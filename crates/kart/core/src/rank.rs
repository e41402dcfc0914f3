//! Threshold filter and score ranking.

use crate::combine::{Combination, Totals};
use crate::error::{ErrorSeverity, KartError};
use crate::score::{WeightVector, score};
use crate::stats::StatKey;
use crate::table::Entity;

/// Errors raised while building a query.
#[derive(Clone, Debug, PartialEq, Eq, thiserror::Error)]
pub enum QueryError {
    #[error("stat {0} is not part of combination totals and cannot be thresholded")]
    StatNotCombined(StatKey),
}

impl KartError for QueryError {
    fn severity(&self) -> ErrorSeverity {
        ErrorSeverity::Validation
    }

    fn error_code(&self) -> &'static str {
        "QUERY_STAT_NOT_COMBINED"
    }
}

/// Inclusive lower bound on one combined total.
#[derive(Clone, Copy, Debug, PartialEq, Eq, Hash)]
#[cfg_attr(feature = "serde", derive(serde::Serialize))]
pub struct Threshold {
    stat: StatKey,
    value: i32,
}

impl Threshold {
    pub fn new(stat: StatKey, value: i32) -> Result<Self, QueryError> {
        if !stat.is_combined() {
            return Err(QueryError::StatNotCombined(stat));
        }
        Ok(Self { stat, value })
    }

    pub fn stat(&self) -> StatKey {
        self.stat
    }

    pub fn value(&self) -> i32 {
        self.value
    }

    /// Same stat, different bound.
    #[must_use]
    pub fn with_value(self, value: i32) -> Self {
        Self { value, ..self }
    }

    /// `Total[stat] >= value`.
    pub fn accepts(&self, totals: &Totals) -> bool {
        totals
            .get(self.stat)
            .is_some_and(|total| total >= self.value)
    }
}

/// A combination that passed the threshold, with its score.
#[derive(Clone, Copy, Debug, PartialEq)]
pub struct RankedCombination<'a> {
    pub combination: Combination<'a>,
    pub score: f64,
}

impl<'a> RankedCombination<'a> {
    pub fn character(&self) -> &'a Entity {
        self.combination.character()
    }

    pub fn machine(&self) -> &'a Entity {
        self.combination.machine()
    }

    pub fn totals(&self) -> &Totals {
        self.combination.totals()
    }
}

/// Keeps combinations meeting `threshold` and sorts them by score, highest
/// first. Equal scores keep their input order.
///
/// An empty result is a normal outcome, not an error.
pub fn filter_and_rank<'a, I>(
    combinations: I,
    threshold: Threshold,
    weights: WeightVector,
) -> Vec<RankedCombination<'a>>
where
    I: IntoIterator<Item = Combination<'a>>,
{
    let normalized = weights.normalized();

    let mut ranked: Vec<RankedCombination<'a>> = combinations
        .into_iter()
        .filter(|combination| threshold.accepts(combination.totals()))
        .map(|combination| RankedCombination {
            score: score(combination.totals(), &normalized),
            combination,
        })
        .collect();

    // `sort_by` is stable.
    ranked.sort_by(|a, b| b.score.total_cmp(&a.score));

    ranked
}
####################
__WHAT IS NEEDED__: Retype the material above in full, exactly.

__EXERCISE SOLUTION__:
filename crates/kart/core/src/rank.rs
repository e41402dcfc0914f3
//! Threshold filter and score ranking.

use crate::combine::{Combination, Totals};
use crate::error::{ErrorSeverity, KartError};
use crate::score::{WeightVector, score};
use crate::stats::StatKey;
use crate::table::Entity;

/// Errors raised while building a query.
#[derive(Clone, Debug, PartialEq, Eq, thiserror::Error)]
pub enum QueryError {
    #[error("stat {0} is not part of combination totals and cannot be thresholded")]
    StatNotCombined(StatKey),
}

impl KartError for QueryError {
    fn severity(&self) -> ErrorSeverity {
        ErrorSeverity::Validation
    }

    fn error_code(&self) -> &'static str {
        "QUERY_STAT_NOT_COMBINED"
    }
}

/// Inclusive lower bound on one combined total.
#[derive(Clone, Copy, Debug, PartialEq, Eq, Hash)]
#[cfg_attr(feature = "serde", derive(serde::Serialize))]
pub struct Threshold {
    stat: StatKey,
    value: i32,
}

impl Threshold {
    pub fn new(stat: StatKey, value: i32) -> Result<Self, QueryError> {
        if !stat.is_combined() {
            return Err(QueryError::StatNotCombined(stat));
        }
        Ok(Self { stat, value })
    }

    pub fn stat(&self) -> StatKey {
        self.stat
    }

    pub fn value(&self) -> i32 {
        self.value
    }

    /// Same stat, different bound.
    #[must_use]
    pub fn with_value(self, value: i32) -> Self {
        Self { value, ..self }
    }

    /// `Total[stat] >= value`.
    pub fn accepts(&self, totals: &Totals) -> bool {
        totals
            .get(self.stat)
            .is_some_and(|total| total >= self.value)
    }
}

/// A combination that passed the threshold, with its score.
#[derive(Clone, Copy, Debug, PartialEq)]
pub struct RankedCombination<'a> {
    pub combination: Combination<'a>,
    pub score: f64,
}

impl<'a> RankedCombination<'a> {
    pub fn character(&self) -> &'a Entity {
        self.combination.character()
    }

    pub fn machine(&self) -> &'a Entity {
        self.combination.machine()
    }

    pub fn totals(&self) -> &Totals {
        self.combination.totals()
    }
}

/// Keeps combinations meeting `threshold` and sorts them by score, highest
/// first. Equal scores keep their input order.
///
/// An empty result is a normal outcome, not an error.
pub fn filter_and_rank<'a, I>(
    combinations: I,
    threshold: Threshold,
    weights: WeightVector,
) -> Vec<RankedCombination<'a>>
where
    I: IntoIterator<Item = Combination<'a>>,
{
    let normalized = weights.normalized();

    let mut ranked: Vec<RankedCombination<'a>> = combinations
        .into_iter()
        .filter(|combination| threshold.accepts(combination.totals()))
        .map(|combination| RankedCombination {
            score: score(combination.totals(), &normalized),
            combination,
        })
        .collect();

    // `sort_by` is stable.
    ranked.sort_by(|a, b| b.score.total_cmp(&a.score));

    ranked
}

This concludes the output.